Exercise directions: Please reproduce each of the following entries exactly.

Data provided:
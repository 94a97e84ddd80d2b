//! # Logline Server
//!
//! HTTP/JSON gateway for the logline store: configuration loading, the
//! command-line interface, the axum router over [`logline_service`] and a
//! typed client for that router.

pub mod cli;
pub mod client;
pub mod config;
pub mod http;

pub use cli::{Cli, Command};
pub use client::{ClientCommand, ClientError, DEFAULT_SERVER_URL, LogClient};
pub use config::{ConfigError, ServerConfig};
pub use http::{ApiError, router, serve};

Your solution:
repository 94a97e84ddd80d2b
//! # Logline Server
//!
//! HTTP/JSON gateway for the logline store: configuration loading, the
//! command-line interface, the axum router over [`logline_service`] and a
//! typed client for that router.

pub mod cli;
pub mod client;
pub mod config;
pub mod http;

pub use cli::{Cli, Command};
pub use client::{ClientCommand, ClientError, DEFAULT_SERVER_URL, LogClient};
pub use config::{ConfigError, ServerConfig};
pub use http::{ApiError, router, serve};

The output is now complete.